**Aim of the exercise:**
Please give back only the lines below from the one containing "config: &FeatureConfig) ->" to the one containing "let rows = (0..10)", each repeated word for word, both ends included.

(Source data)

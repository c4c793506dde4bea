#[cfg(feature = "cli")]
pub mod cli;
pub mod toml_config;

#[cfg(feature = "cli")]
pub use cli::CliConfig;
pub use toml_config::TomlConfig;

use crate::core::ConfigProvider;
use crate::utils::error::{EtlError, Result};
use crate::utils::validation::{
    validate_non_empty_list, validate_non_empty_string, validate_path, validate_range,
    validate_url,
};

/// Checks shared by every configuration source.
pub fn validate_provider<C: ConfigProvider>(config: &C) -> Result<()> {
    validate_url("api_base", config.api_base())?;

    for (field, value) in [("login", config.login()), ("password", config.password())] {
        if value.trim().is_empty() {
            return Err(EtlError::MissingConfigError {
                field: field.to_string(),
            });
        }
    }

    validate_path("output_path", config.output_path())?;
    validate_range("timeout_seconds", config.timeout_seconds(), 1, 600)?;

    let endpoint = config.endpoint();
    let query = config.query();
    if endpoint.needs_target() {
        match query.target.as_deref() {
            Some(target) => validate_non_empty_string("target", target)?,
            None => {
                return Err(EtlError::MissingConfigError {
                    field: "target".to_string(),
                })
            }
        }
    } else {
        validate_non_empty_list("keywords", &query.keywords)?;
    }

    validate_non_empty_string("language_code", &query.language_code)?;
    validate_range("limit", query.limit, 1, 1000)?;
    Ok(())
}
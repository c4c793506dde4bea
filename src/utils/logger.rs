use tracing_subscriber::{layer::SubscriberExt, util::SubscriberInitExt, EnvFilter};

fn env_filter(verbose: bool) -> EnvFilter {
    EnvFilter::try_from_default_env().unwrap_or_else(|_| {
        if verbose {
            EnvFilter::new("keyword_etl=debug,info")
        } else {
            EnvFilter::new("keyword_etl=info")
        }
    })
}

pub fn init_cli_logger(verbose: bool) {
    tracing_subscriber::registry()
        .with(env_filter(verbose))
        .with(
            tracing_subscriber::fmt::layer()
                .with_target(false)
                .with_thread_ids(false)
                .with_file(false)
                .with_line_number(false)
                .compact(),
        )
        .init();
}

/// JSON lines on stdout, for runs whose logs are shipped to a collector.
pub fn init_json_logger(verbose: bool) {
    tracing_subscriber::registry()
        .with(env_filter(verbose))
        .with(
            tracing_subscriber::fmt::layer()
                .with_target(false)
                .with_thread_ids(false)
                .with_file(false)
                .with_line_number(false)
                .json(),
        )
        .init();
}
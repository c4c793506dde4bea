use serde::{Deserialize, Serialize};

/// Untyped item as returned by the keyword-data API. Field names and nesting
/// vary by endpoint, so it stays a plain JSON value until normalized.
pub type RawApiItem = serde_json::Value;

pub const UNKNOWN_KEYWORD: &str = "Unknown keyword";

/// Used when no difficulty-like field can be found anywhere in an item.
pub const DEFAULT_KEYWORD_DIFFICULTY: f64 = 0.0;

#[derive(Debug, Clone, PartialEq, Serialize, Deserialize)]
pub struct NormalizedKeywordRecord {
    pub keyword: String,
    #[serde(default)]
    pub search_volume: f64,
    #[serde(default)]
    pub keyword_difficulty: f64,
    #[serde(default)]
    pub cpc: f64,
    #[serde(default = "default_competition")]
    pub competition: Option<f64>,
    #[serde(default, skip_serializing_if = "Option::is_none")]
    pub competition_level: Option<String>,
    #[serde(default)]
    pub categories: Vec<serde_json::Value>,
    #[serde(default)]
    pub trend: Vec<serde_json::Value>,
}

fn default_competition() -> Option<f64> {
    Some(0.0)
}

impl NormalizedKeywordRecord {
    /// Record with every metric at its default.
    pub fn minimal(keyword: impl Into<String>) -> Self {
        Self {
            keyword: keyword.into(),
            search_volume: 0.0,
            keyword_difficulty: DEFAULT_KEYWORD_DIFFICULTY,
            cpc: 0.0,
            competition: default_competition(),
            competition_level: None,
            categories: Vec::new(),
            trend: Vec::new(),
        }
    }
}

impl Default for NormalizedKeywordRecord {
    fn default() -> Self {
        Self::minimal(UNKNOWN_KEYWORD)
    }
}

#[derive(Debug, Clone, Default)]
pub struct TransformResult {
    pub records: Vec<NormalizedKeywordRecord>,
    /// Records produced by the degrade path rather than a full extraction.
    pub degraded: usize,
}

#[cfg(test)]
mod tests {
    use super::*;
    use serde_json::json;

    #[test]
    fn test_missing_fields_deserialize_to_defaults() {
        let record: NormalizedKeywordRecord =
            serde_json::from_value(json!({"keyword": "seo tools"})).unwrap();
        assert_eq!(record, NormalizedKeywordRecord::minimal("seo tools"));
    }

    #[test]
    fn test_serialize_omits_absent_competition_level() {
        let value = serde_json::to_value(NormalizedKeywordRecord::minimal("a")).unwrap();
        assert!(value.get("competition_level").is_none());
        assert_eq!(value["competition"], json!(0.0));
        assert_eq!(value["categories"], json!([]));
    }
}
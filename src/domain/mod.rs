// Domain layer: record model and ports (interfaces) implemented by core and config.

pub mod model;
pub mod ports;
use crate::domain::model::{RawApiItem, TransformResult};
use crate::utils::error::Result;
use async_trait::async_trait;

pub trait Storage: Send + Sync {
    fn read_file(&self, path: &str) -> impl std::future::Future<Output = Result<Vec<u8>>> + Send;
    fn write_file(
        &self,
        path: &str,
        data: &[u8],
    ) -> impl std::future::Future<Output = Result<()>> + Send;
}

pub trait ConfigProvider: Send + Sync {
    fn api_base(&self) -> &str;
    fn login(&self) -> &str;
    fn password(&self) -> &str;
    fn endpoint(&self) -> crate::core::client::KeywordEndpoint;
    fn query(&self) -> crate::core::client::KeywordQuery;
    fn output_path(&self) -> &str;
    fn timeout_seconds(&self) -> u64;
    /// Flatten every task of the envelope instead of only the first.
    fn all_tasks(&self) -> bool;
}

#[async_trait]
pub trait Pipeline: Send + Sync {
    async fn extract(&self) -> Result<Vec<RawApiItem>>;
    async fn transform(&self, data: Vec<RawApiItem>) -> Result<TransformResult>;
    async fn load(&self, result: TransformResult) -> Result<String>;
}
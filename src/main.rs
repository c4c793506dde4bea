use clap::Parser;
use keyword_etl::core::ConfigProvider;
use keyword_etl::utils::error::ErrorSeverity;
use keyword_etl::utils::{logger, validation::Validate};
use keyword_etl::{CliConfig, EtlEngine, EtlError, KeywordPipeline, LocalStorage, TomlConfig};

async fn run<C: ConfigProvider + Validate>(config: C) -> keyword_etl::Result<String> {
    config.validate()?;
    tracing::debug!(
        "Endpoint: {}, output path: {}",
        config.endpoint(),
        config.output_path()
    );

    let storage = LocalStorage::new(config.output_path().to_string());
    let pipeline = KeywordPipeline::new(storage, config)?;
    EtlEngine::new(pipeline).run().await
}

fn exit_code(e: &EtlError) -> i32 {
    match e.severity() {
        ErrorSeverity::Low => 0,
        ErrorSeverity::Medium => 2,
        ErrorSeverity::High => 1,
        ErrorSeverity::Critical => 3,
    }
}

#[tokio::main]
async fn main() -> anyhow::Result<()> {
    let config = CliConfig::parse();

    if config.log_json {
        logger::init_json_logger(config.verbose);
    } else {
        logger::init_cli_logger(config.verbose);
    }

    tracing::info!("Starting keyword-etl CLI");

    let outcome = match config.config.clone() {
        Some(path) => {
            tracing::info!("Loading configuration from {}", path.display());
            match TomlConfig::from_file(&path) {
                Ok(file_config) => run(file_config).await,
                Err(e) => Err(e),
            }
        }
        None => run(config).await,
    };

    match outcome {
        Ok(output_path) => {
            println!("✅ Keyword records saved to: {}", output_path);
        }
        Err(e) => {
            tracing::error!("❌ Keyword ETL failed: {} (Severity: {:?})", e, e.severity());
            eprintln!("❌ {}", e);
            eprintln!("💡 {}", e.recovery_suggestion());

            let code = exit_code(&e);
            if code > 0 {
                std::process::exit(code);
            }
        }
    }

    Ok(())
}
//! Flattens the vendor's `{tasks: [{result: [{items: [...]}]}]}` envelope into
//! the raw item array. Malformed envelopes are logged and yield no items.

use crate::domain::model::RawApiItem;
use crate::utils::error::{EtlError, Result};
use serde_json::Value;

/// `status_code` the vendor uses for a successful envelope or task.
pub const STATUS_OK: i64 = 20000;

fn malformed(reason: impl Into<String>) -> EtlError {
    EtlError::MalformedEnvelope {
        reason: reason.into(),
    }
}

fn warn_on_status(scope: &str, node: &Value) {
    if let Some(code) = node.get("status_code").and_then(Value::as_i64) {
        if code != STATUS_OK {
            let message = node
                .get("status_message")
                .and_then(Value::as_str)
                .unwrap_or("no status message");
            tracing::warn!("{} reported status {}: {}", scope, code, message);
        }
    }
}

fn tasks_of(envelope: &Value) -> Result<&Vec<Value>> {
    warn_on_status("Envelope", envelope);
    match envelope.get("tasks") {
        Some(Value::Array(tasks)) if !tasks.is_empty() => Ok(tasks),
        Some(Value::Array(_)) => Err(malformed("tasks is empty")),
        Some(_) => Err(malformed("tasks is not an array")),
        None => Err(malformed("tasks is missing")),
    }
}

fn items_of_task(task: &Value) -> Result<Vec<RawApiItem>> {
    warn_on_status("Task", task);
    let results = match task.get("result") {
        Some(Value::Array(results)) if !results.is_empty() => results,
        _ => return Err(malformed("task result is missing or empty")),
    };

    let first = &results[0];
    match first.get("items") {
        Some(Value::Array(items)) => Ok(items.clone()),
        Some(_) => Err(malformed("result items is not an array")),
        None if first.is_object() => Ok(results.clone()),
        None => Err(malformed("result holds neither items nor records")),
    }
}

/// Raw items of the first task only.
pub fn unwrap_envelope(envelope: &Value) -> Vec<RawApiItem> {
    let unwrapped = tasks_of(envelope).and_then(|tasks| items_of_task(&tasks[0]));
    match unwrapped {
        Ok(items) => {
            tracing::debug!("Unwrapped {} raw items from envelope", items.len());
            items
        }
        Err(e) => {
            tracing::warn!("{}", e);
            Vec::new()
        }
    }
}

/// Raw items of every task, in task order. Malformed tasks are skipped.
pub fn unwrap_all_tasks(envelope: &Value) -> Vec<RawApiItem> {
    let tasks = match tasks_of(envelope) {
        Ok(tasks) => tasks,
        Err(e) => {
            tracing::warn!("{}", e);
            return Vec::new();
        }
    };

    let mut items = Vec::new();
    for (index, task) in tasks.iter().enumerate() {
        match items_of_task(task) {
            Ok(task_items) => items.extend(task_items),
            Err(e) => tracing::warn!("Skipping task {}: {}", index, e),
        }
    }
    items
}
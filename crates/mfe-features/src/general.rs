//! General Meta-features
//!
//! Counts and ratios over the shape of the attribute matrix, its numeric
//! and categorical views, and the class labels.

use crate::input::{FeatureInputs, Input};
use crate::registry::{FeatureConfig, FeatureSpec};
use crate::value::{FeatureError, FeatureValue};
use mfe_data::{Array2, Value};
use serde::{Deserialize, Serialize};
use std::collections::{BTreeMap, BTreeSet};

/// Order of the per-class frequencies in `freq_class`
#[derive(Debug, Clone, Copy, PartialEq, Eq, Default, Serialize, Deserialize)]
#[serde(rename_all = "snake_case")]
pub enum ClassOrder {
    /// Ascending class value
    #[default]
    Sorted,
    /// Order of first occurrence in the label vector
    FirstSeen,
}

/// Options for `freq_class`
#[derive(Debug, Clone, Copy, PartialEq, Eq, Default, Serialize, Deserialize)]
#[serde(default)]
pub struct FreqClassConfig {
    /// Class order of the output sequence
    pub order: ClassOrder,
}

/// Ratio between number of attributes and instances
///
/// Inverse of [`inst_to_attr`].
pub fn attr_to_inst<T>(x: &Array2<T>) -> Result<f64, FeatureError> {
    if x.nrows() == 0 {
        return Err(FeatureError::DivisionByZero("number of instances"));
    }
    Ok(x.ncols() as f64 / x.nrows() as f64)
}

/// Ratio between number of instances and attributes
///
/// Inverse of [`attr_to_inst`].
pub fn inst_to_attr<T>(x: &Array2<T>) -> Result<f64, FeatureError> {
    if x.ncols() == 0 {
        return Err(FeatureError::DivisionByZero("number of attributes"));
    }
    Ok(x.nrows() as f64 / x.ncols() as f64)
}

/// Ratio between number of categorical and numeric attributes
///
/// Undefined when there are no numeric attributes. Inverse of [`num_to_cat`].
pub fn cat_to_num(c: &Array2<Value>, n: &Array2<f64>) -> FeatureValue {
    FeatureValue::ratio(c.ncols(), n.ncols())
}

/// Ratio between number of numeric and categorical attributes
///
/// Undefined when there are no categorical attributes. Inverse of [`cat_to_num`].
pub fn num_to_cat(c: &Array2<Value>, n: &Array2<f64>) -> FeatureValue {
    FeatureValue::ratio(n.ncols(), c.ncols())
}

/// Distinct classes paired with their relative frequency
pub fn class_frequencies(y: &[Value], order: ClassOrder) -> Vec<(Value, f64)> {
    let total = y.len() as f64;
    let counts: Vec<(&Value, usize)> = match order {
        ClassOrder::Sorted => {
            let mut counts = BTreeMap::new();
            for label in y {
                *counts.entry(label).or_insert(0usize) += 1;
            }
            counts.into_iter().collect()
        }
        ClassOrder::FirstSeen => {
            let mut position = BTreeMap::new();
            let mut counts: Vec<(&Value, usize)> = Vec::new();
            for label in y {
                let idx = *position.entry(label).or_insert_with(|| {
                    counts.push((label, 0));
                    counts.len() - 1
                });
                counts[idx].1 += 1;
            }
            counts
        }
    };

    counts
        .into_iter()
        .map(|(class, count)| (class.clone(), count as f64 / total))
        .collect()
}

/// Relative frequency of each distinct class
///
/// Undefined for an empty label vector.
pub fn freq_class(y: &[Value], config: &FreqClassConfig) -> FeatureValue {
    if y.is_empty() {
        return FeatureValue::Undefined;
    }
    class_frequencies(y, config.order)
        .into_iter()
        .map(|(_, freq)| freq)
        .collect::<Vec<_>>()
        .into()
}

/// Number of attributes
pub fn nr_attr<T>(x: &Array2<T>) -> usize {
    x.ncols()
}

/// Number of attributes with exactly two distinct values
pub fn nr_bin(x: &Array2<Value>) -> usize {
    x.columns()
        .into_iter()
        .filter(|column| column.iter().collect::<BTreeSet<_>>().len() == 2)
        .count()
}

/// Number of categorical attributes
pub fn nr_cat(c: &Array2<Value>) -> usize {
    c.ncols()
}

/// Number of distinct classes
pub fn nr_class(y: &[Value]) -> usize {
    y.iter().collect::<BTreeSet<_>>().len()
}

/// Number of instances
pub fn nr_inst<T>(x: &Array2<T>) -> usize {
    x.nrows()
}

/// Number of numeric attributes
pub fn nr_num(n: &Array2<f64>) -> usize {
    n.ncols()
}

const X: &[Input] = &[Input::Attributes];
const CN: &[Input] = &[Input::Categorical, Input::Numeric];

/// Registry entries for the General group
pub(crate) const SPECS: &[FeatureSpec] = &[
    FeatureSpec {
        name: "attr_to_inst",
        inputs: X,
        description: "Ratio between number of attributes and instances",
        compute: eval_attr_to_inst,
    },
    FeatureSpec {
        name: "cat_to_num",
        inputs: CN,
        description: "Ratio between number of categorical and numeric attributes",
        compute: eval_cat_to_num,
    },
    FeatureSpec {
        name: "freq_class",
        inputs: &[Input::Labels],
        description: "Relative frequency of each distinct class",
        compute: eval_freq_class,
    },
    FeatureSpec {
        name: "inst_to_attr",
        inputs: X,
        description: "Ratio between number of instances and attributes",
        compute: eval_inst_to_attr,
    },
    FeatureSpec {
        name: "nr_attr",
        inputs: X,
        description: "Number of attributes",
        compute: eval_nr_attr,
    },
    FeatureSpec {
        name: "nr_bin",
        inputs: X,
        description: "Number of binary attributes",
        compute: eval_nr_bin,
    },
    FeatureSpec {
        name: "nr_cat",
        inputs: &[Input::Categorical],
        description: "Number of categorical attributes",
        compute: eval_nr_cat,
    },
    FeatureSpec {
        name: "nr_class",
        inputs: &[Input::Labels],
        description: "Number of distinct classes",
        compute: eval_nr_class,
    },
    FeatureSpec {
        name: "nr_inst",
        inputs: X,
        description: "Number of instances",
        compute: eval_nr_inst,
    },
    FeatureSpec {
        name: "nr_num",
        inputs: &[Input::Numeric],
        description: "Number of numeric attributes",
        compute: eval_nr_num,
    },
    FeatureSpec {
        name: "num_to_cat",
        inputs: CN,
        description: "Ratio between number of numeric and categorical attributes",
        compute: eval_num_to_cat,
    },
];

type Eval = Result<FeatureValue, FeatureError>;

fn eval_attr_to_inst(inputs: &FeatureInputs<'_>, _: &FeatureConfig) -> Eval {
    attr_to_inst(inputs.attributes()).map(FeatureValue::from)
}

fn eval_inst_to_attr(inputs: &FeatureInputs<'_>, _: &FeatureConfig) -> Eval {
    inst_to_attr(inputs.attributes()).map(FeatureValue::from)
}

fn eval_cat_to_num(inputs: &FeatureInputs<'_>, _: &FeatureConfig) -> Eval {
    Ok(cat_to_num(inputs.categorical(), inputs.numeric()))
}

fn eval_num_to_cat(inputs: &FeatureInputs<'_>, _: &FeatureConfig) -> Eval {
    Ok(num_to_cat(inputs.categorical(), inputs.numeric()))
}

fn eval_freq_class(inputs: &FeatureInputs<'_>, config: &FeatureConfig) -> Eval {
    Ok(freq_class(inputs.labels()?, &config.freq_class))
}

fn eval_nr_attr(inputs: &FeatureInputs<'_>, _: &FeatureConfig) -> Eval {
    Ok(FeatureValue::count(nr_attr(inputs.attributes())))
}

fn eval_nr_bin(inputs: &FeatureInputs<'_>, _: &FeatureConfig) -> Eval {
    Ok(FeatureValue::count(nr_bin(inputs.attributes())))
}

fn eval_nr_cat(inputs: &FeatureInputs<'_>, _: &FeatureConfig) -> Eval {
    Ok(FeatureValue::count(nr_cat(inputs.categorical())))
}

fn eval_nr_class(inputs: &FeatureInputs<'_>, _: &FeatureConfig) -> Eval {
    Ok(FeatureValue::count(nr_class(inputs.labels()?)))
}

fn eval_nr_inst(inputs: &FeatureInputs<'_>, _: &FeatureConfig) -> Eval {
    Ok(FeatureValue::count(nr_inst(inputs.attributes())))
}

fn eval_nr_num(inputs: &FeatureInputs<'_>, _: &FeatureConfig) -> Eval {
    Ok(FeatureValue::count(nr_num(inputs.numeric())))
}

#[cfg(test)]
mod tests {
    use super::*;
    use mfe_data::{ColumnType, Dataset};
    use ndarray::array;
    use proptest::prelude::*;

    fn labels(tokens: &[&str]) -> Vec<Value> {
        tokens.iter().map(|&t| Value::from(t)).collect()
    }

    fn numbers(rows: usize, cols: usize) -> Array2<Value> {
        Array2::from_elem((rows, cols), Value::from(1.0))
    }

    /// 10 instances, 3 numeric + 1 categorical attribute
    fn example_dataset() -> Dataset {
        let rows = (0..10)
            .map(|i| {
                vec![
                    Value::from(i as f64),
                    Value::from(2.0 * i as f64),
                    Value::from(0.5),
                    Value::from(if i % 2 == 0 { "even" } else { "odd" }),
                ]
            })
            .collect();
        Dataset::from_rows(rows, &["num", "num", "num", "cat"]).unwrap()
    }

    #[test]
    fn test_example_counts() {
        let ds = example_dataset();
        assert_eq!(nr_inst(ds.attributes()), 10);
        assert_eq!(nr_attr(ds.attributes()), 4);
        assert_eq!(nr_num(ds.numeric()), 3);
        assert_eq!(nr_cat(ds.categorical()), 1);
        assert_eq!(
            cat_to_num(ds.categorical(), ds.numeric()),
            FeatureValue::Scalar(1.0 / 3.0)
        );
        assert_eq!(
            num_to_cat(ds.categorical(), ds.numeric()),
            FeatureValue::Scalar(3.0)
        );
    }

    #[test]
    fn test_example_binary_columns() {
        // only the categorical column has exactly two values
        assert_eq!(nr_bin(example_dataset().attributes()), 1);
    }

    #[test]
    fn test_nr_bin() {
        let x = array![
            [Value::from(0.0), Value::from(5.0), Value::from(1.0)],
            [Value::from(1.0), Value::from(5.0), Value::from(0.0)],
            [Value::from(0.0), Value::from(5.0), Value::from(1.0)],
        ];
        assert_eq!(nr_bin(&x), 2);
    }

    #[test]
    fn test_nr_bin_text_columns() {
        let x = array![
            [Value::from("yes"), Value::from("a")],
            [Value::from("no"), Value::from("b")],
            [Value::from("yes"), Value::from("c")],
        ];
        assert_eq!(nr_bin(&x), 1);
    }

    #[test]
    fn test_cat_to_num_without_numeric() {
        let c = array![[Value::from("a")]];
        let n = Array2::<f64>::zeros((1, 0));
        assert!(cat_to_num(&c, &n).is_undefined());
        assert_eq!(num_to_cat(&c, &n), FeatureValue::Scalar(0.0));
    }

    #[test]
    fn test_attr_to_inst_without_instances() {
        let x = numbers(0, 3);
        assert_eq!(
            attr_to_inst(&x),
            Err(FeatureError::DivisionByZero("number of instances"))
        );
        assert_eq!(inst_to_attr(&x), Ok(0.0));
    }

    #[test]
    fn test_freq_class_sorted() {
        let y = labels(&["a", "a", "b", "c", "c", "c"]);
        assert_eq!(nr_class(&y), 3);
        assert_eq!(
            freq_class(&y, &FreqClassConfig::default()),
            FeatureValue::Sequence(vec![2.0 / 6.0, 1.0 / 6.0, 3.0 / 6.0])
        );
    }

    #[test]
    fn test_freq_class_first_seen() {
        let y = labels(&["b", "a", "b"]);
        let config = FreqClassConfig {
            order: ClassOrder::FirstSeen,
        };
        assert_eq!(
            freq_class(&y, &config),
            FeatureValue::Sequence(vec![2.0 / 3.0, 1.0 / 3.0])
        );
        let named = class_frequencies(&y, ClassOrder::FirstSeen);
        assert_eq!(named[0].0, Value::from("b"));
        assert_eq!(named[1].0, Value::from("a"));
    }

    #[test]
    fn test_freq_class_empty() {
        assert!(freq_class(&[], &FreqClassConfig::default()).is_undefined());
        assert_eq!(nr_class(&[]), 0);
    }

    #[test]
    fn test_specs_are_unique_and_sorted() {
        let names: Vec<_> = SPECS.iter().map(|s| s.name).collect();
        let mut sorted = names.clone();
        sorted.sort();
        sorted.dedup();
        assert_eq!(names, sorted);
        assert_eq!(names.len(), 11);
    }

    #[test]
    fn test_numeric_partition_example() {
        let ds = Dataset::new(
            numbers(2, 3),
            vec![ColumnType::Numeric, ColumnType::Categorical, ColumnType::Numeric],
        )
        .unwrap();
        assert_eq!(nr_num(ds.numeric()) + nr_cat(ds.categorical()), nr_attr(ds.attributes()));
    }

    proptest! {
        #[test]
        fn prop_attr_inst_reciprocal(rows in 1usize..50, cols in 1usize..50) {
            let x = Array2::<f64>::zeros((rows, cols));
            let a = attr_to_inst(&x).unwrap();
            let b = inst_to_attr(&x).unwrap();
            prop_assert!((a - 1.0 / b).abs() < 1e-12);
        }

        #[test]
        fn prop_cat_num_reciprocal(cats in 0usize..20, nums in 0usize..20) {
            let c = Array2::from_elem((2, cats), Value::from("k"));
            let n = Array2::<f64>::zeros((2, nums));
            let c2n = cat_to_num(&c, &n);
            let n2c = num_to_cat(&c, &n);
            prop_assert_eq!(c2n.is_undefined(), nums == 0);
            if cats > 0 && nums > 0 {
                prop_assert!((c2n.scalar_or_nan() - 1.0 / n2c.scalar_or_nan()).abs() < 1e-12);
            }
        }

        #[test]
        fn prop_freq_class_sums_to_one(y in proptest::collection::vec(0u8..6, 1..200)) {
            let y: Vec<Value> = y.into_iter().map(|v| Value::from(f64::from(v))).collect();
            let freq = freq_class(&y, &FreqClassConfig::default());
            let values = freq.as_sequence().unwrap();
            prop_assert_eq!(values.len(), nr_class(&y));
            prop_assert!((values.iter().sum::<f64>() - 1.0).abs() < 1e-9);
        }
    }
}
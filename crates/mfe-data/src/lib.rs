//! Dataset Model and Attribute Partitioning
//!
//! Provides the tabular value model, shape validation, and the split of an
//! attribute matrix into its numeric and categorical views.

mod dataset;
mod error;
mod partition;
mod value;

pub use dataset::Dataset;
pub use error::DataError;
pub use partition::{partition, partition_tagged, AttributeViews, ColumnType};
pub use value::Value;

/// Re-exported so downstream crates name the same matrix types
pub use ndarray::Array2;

(End Source data)

**Solution to this task:**
fn eval_freq_class(inputs: &FeatureInputs<'_>, config: &FeatureConfig) -> Eval {
    Ok(freq_class(inputs.labels()?, &config.freq_class))
}

fn eval_nr_attr(inputs: &FeatureInputs<'_>, _: &FeatureConfig) -> Eval {
    Ok(FeatureValue::count(nr_attr(inputs.attributes())))
}

fn eval_nr_bin(inputs: &FeatureInputs<'_>, _: &FeatureConfig) -> Eval {
    Ok(FeatureValue::count(nr_bin(inputs.attributes())))
}

fn eval_nr_cat(inputs: &FeatureInputs<'_>, _: &FeatureConfig) -> Eval {
    Ok(FeatureValue::count(nr_cat(inputs.categorical())))
}

fn eval_nr_class(inputs: &FeatureInputs<'_>, _: &FeatureConfig) -> Eval {
    Ok(FeatureValue::count(nr_class(inputs.labels()?)))
}

fn eval_nr_inst(inputs: &FeatureInputs<'_>, _: &FeatureConfig) -> Eval {
    Ok(FeatureValue::count(nr_inst(inputs.attributes())))
}

fn eval_nr_num(inputs: &FeatureInputs<'_>, _: &FeatureConfig) -> Eval {
    Ok(FeatureValue::count(nr_num(inputs.numeric())))
}

#[cfg(test)]
mod tests {
    use super::*;
    use mfe_data::{ColumnType, Dataset};
    use ndarray::array;
    use proptest::prelude::*;

    fn labels(tokens: &[&str]) -> Vec<Value> {
        tokens.iter().map(|&t| Value::from(t)).collect()
    }

    fn numbers(rows: usize, cols: usize) -> Array2<Value> {
        Array2::from_elem((rows, cols), Value::from(1.0))
    }

    /// 10 instances, 3 numeric + 1 categorical attribute
    fn example_dataset() -> Dataset {
        let rows = (0..10)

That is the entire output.